На этой скептической ноте недоверия рассказ завершается. И весь этот скепсис и вся эта ирония совершенно оправданы с точки зрения обыденного сознания. Да и с точки зрения сознания авторского: люди так глупо, публично восхищаться неведомой жизнью не должны. Но что делать, если они связаны с ней априорным, генетически запрограммированным знанием?
Цель путешествия, реализация себя вне домашнего очага и крепости, ассоциируется в этой прозе с некоей идеальной «Америкой», юношеской романтической грезой, отвергаемой трезвым взрослым миром.

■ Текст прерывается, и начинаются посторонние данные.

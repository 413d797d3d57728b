//! Jobs: the unit of work handed to the scheduler.
//!
//! A [`Job`] is a cheap, cloneable handle to shared job state. The scheduler
//! owns every state transition; clients only observe them through
//! [`Job::state`], [`Job::result`] and the manager's join operations.
//!
//! A job is single use: once it reaches [`JobState::Done`] or
//! [`JobState::Cancelled`] it can never be scheduled again.

pub mod context;
pub mod queue;

use std::fmt;
use std::hash::{Hash, Hasher};
use std::sync::atomic::{AtomicBool, AtomicU64, Ordering};
use std::sync::Arc;
use std::thread::ThreadId;

use parking_lot::{Mutex, MutexGuard};
use serde::{Deserialize, Serialize};

use crate::core::rule::RuleRef;

pub use context::{JobBody, JobContext};
#[cfg(feature = "tokio-runtime")]
pub use context::{AsyncJob, AsyncJobBody};
pub use queue::{JobQueue, QueueCounts, ScanOutcome, Verdict};

/// Unique job identifier.
pub type JobId = u64;

static NEXT_JOB_ID: AtomicU64 = AtomicU64::new(1);

/// Scheduling priority. Higher variants are dispatched first.
#[derive(
    Debug, Clone, Copy, Default, PartialEq, Eq, PartialOrd, Ord, Hash, Serialize, Deserialize,
)]
#[serde(rename_all = "snake_case")]
pub enum Priority {
    /// Cosmetic background work.
    Decorate,
    /// Builds and other bulk processing.
    Build,
    /// Long running work.
    #[default]
    Long,
    /// Short work the user will notice soon.
    Short,
    /// Work the user is actively waiting on.
    Interactive,
}

/// Lifecycle state of a job.
#[derive(Debug, Clone, Copy, PartialEq, Eq, Hash, Serialize, Deserialize)]
#[serde(rename_all = "snake_case")]
pub enum JobState {
    /// Built but never scheduled.
    Created,
    /// Queued and waiting for a worker.
    Waiting,
    /// Queued but its rule conflicts with a held rule.
    Blocked,
    /// Parked until woken or until its delay elapses.
    Sleeping,
    /// Executing on a worker thread.
    Running,
    /// Finished, successfully or not.
    Done,
    /// Cancelled before or during execution.
    Cancelled,
}

impl JobState {
    /// True for states a job never leaves.
    #[must_use]
    pub const fn is_terminal(self) -> bool {
        matches!(self, Self::Done | Self::Cancelled)
    }

    /// True while the job sits in one of the queue partitions.
    #[must_use]
    pub const fn is_queued(self) -> bool {
        matches!(self, Self::Waiting | Self::Blocked | Self::Sleeping)
    }

    /// Whether the state machine permits moving from `self` to `next`.
    #[must_use]
    pub const fn can_transition_to(self, next: Self) -> bool {
        use JobState::{Blocked, Cancelled, Created, Done, Running, Sleeping, Waiting};
        matches!(
            (self, next),
            (Created, Waiting | Sleeping | Cancelled)
                | (Waiting, Blocked | Running | Sleeping | Cancelled)
                | (Blocked, Waiting | Sleeping | Cancelled)
                | (Sleeping, Waiting | Cancelled)
                | (Running, Waiting | Done | Cancelled)
        )
    }
}

/// Final outcome of a job.
#[derive(Debug, Clone)]
pub enum JobResult {
    /// The body returned `Ok(())`.
    Completed,
    /// The job was cancelled, before running or cooperatively while running.
    Cancelled,
    /// The body returned an error or panicked.
    Failed(Arc<anyhow::Error>),
}

impl JobResult {
    /// True for [`JobResult::Completed`].
    #[must_use]
    pub const fn is_ok(&self) -> bool {
        matches!(self, Self::Completed)
    }

    /// True for [`JobResult::Failed`].
    #[must_use]
    pub const fn is_failed(&self) -> bool {
        matches!(self, Self::Failed(_))
    }

    /// True for [`JobResult::Cancelled`].
    #[must_use]
    pub const fn is_cancelled(&self) -> bool {
        matches!(self, Self::Cancelled)
    }

    /// The failure cause, if any.
    #[must_use]
    pub fn error(&self) -> Option<&anyhow::Error> {
        match self {
            Self::Failed(err) => Some(err),
            _ => None,
        }
    }
}

/// Snapshot of a job's reported progress.
#[derive(Debug, Clone, Copy, Default, PartialEq, Eq, Serialize, Deserialize)]
pub struct JobProgress {
    /// Units of work announced by `begin_task`; zero when unknown.
    pub total: u64,
    /// Units reported through `worked`.
    pub done: u64,
}

impl JobProgress {
    /// Completed fraction in `0.0..=1.0`, or `None` if no total was announced.
    #[must_use]
    #[allow(clippy::cast_precision_loss)]
    pub fn fraction(&self) -> Option<f64> {
        (self.total > 0).then(|| (self.done.min(self.total) as f64) / (self.total as f64))
    }
}

/// Mutable job state. Written only while the owning manager's state lock is
/// held, so readers holding that lock see a consistent view.
#[derive(Debug)]
pub(crate) struct JobStatus {
    pub state: JobState,
    pub result: Option<JobResult>,
    pub thread: Option<ThreadId>,
    pub manager: Option<u64>,
}

pub(crate) struct JobCore {
    id: JobId,
    name: String,
    priority: Priority,
    rule: Option<RuleRef>,
    family: Option<String>,
    body: Arc<dyn JobBody>,
    cancel: AtomicBool,
    total: AtomicU64,
    done: AtomicU64,
    status: Mutex<JobStatus>,
}

/// Handle to a unit of work.
///
/// Cloning is cheap and every clone refers to the same job. Equality and
/// hashing use the job identifier.
#[derive(Clone)]
pub struct Job {
    core: Arc<JobCore>,
}

impl Job {
    /// Start building a job with the given name.
    pub fn builder(name: impl Into<String>) -> JobBuilder {
        JobBuilder::new(name)
    }

    /// Build a job with default priority and no rule from a closure.
    pub fn new<F>(name: impl Into<String>, body: F) -> Self
    where
        F: Fn(&JobContext) -> anyhow::Result<()> + Send + Sync + 'static,
    {
        JobBuilder::new(name).build(body)
    }

    /// Unique identifier.
    #[must_use]
    pub fn id(&self) -> JobId {
        self.core.id
    }

    /// Diagnostic name.
    #[must_use]
    pub fn name(&self) -> &str {
        &self.core.name
    }

    /// Scheduling priority.
    #[must_use]
    pub fn priority(&self) -> Priority {
        self.core.priority
    }

    /// Scheduling rule, if any.
    #[must_use]
    pub fn rule(&self) -> Option<&RuleRef> {
        self.core.rule.as_ref()
    }

    /// Family name, if any.
    #[must_use]
    pub fn family(&self) -> Option<&str> {
        self.core.family.as_deref()
    }

    /// True if the job belongs to `family`.
    #[must_use]
    pub fn belongs_to(&self, family: &str) -> bool {
        self.core.family.as_deref() == Some(family)
    }

    /// Current lifecycle state.
    #[must_use]
    pub fn state(&self) -> JobState {
        self.core.status.lock().state
    }

    /// Final result once the job is terminal.
    #[must_use]
    pub fn result(&self) -> Option<JobResult> {
        self.core.status.lock().result.clone()
    }

    /// True once cancellation has been requested.
    #[must_use]
    pub fn is_cancel_requested(&self) -> bool {
        self.core.cancel.load(Ordering::Acquire)
    }

    /// Thread currently running the job.
    #[must_use]
    pub fn thread(&self) -> Option<ThreadId> {
        self.core.status.lock().thread
    }

    /// Latest progress snapshot.
    #[must_use]
    pub fn progress(&self) -> JobProgress {
        JobProgress {
            total: self.core.total.load(Ordering::Relaxed),
            done: self.core.done.load(Ordering::Relaxed),
        }
    }

    pub(crate) fn body(&self) -> Arc<dyn JobBody> {
        Arc::clone(&self.core.body)
    }

    pub(crate) fn request_cancel(&self) -> bool {
        !self.core.cancel.swap(true, Ordering::AcqRel)
    }

    pub(crate) fn status(&self) -> MutexGuard<'_, JobStatus> {
        self.core.status.lock()
    }

    /// Move to `next`, which must be a legal transition.
    pub(crate) fn transition(&self, next: JobState) {
        let mut status = self.core.status.lock();
        debug_assert!(
            status.state.can_transition_to(next),
            "illegal job transition {:?} -> {next:?}",
            status.state
        );
        status.state = next;
    }

    pub(crate) fn begin_task(&self, total: u64) {
        self.core.done.store(0, Ordering::Relaxed);
        self.core.total.store(total, Ordering::Relaxed);
    }

    pub(crate) fn worked(&self, units: u64) {
        self.core.done.fetch_add(units, Ordering::Relaxed);
    }
}

impl PartialEq for Job {
    fn eq(&self, other: &Self) -> bool {
        self.core.id == other.core.id
    }
}

impl Eq for Job {}

impl Hash for Job {
    fn hash<H: Hasher>(&self, state: &mut H) {
        self.core.id.hash(state);
    }
}

impl fmt::Debug for Job {
    fn fmt(&self, f: &mut fmt::Formatter<'_>) -> fmt::Result {
        f.debug_struct("Job")
            .field("id", &self.core.id)
            .field("name", &self.core.name)
            .field("priority", &self.core.priority)
            .field("rule", &self.core.rule)
            .finish_non_exhaustive()
    }
}

impl fmt::Display for Job {
    fn fmt(&self, f: &mut fmt::Formatter<'_>) -> fmt::Result {
        write!(f, "{}#{}", self.core.name, self.core.id)
    }
}

/// Builder for [`Job`].
#[derive(Debug)]
pub struct JobBuilder {
    name: String,
    priority: Priority,
    rule: Option<RuleRef>,
    family: Option<String>,
}

impl JobBuilder {
    /// Start a builder with default priority and no rule.
    pub fn new(name: impl Into<String>) -> Self {
        Self {
            name: name.into(),
            priority: Priority::default(),
            rule: None,
            family: None,
        }
    }

    /// Set the priority.
    #[must_use]
    pub const fn with_priority(mut self, priority: Priority) -> Self {
        self.priority = priority;
        self
    }

    /// Set the scheduling rule.
    #[must_use]
    pub fn with_rule(mut self, rule: RuleRef) -> Self {
        self.rule = Some(rule);
        self
    }

    /// Set an optional scheduling rule.
    #[must_use]
    pub fn with_optional_rule(mut self, rule: Option<RuleRef>) -> Self {
        self.rule = rule;
        self
    }

    /// Tag the job with a family name.
    #[must_use]
    pub fn with_family(mut self, family: impl Into<String>) -> Self {
        self.family = Some(family.into());
        self
    }

    /// Finish with a closure body.
    pub fn build<F>(self, body: F) -> Job
    where
        F: Fn(&JobContext) -> anyhow::Result<()> + Send + Sync + 'static,
    {
        self.build_body(Arc::new(body))
    }

    /// Finish with a shared body trait object.
    pub fn build_body(self, body: Arc<dyn JobBody>) -> Job {
        Job {
            core: Arc::new(JobCore {
                id: NEXT_JOB_ID.fetch_add(1, Ordering::Relaxed),
                name: self.name,
                priority: self.priority,
                rule: self.rule,
                family: self.family,
                body,
                cancel: AtomicBool::new(false),
                total: AtomicU64::new(0),
                done: AtomicU64::new(0),
                status: Mutex::new(JobStatus {
                    state: JobState::Created,
                    result: None,
                    thread: None,
                    manager: None,
                }),
            }),
        }
    }
}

Можно было называть эту мечту «Москвой» или «Петербургом», можно «Парижем» или «Америкой», реально она стала «Иерусалимом».
Счастье в прозе Уездного Сочинителя — величина неизвестная. Тем осязаемей его эквивалент — «чужое счастье», мир культуры, единственно доступный из несобственно данного. Все тонет в «чужом слове», немолчно звучащем в ушах «писателя на полпроцента», каковым Уездный Сочинитель себя числил среди коллег в эпоху Великих Свершений.
Сила влечения вовне адекватна здесь невозможности это влечение осуществить: уехать отсюда невозможно. То есть, уехав, далеко не уедешь: свистки невидимых паровозов да скрип похоронных дрог — вот приметы движения в этой прозе. Уездный Сочинитель, в отличие от его духовно мало что ведающих героев, прекрасно знает, чем человеческие путешествия кончаются, знает, что все наши несчастья происходят оттого, что мы не умеем сидеть дома. В таком духе выразился однажды Паскаль.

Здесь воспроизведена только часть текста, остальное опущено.